((

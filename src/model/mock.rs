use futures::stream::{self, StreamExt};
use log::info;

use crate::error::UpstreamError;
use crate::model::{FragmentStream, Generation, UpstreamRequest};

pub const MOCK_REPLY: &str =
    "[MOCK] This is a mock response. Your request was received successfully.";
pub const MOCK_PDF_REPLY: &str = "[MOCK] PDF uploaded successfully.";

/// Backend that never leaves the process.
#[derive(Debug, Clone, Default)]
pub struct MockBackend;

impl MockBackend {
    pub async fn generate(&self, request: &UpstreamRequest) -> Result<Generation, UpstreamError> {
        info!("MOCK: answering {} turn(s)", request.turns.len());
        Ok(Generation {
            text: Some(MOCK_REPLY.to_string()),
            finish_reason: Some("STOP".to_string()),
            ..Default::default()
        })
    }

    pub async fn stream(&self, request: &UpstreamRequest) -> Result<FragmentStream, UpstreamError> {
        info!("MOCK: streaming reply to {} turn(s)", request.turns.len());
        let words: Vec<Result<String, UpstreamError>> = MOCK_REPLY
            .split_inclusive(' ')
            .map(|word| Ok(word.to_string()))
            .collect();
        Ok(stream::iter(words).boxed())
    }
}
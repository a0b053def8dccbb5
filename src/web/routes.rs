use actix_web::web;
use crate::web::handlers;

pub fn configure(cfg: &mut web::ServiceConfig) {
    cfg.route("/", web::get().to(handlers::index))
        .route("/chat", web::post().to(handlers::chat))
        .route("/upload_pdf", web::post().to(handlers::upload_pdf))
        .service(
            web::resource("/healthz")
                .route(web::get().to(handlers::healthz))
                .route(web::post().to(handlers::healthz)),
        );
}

))

_Work to be completed_
Return all of the material above exactly as it stands.

_Exercise answer_
filename src/model/mock.rs
use futures::stream::{self, StreamExt};
use log::info;

use crate::error::UpstreamError;
use crate::model::{FragmentStream, Generation, UpstreamRequest};

pub const MOCK_REPLY: &str =
    "[MOCK] This is a mock response. Your request was received successfully.";
pub const MOCK_PDF_REPLY: &str = "[MOCK] PDF uploaded successfully.";

/// Backend that never leaves the process.
#[derive(Debug, Clone, Default)]
pub struct MockBackend;

impl MockBackend {
    pub async fn generate(&self, request: &UpstreamRequest) -> Result<Generation, UpstreamError> {
        info!("MOCK: answering {} turn(s)", request.turns.len());
        Ok(Generation {
            text: Some(MOCK_REPLY.to_string()),
            finish_reason: Some("STOP".to_string()),
            ..Default::default()
        })
    }

    pub async fn stream(&self, request: &UpstreamRequest) -> Result<FragmentStream, UpstreamError> {
        info!("MOCK: streaming reply to {} turn(s)", request.turns.len());
        let words: Vec<Result<String, UpstreamError>> = MOCK_REPLY
            .split_inclusive(' ')
            .map(|word| Ok(word.to_string()))
            .collect();
        Ok(stream::iter(words).boxed())
    }
}
repository a0b053def8dccbb5
filename src/web/routes.rs
use actix_web::web;
use crate::web::handlers;

pub fn configure(cfg: &mut web::ServiceConfig) {
    cfg.route("/", web::get().to(handlers::index))
        .route("/chat", web::post().to(handlers::chat))
        .route("/upload_pdf", web::post().to(handlers::upload_pdf))
        .service(
            web::resource("/healthz")
                .route(web::get().to(handlers::healthz))
                .route(web::post().to(handlers::healthz)),
        );
}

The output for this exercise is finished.